In the last few years, large language models (LLMs) have shown dazzling capabilities and enormous potential to solve a wide range of tasks. Many companies and research organizations have released their own large language models, such as ChatGPT, Llama, DeepSeek, etc., which have profoundly changed the way we work and live. Most of these products share a similar principle: a decoder-only-transformer-like model fed on a large number of tokens and trained with the predict-next-token task. Although researchers today have further developed sophisticated model structures and cleverer training approaches, the aforementioned principle still remains the core of most LLMs.
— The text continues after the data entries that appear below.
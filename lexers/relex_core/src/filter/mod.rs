//! Injected keyword classification.
//!
//! The scanners never hard-code which identifiers are keywords. They consume
//! a [`KeywordFilter`] through a single lookup call and fall back to a
//! generic identifier kind when it returns `None`. Filters are read-only and
//! `Sync`: one filter instance is safely shared by scanner instances running
//! on different threads (background re-lex of many files).

use rustc_hash::FxHashMap;

/// Pure `text -> Option<kind>` classification.
pub trait KeywordFilter<K>: Sync {
    fn check(&self, text: &str) -> Option<K>;
}

/// Hash-table filter built from static entries.
///
/// Used for the smaller, context-dependent keyword sets (preprocessor
/// directive names, pragma and OpenMP keywords) that hosts assemble once and
/// share across scanner instances.
#[derive(Debug, Clone)]
pub struct TableFilter<K> {
    entries: FxHashMap<&'static str, K>,
}

impl<K: Copy> TableFilter<K> {
    pub fn new(entries: &[(&'static str, K)]) -> Self {
        Self {
            entries: entries.iter().copied().collect(),
        }
    }

    /// Add or override a single entry.
    pub fn insert(&mut self, text: &'static str, id: K) {
        self.entries.insert(text, id);
    }

    pub fn len(&self) -> usize {
        self.entries.len()
    }

    pub fn is_empty(&self) -> bool {
        self.entries.is_empty()
    }
}

impl<K: Copy + Sync> KeywordFilter<K> for TableFilter<K> {
    fn check(&self, text: &str) -> Option<K> {
        self.entries.get(text).copied()
    }
}

/// Filter that classifies nothing; every identifier stays generic.
#[derive(Debug, Clone, Copy, Default)]
pub struct NoKeywords;

impl<K> KeywordFilter<K> for NoKeywords {
    fn check(&self, _text: &str) -> Option<K> {
        None
    }
}

#[cfg(test)]
mod tests;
However, as @lcmteam2024largeconceptmodelslanguage pointed out, such a core principle results in a drawback: it cannot efficiently process information at different levels of abstraction. Since the model is trained at the token level, it tends to \`\`think" at the token level. However, many high-level abstract concepts are difficult to accurately describe in existing languages. It may prevent the model from performing better in scenarios where higher-level abstractions are critical, such as outlining a presentation, planning a tour, engineering a complicated program, etc. Many researchers believe that the ability to handle high-level abstract concepts can be spontaneously developed through training due to the multilayer structure of the transformer model. But a properly designed neural network structure can lead to a more efficient processing of high-level abstract concepts.

Creatively, in the Large Concept Model (LCM) [@lcmteam2024largeconceptmodelslanguage] an autoencoder-based sentence embedding model is used to abstract token-level embeddings into sentence-level embeddings, and an encoder-only transformer model is fed with sentence-level embeddings and trained to predict next sentence embedding. Although their experiments have shown initial success, their solutions have an unavoidable disadvantage: The sentence embedding model is trained separately from the transformer model and have a quite different training target (in this case, as an autoencoder, to restore the original input), therefore the abstracted information may not be useful for the ultimate goal (in this case, to predict the next sentence embedding), leading to a low efficiency.

To overcome this disadvantage, we propose an end-to-end model *Synergy*, where the encoding/decoding part and the processing part are trained together. The main challenge to train an end-to-end model is that the aforementioned two parts are working on token sequences with different lengths, which does not fit in a conventional decoder-only transformer. An encoder-decoder transformer is also not applicable due to the temporal dependency within/between these two sequences. Inspired by Mixture of Depths (MoD) [@raposo2024mixtureofdepthsdynamicallyallocatingcompute], we bridge those sequences using a router mechanism. Further, we configured those parts correspondingly to encourage a \`\`division of labor" across different levels of abstraction, resulting in better efficiency.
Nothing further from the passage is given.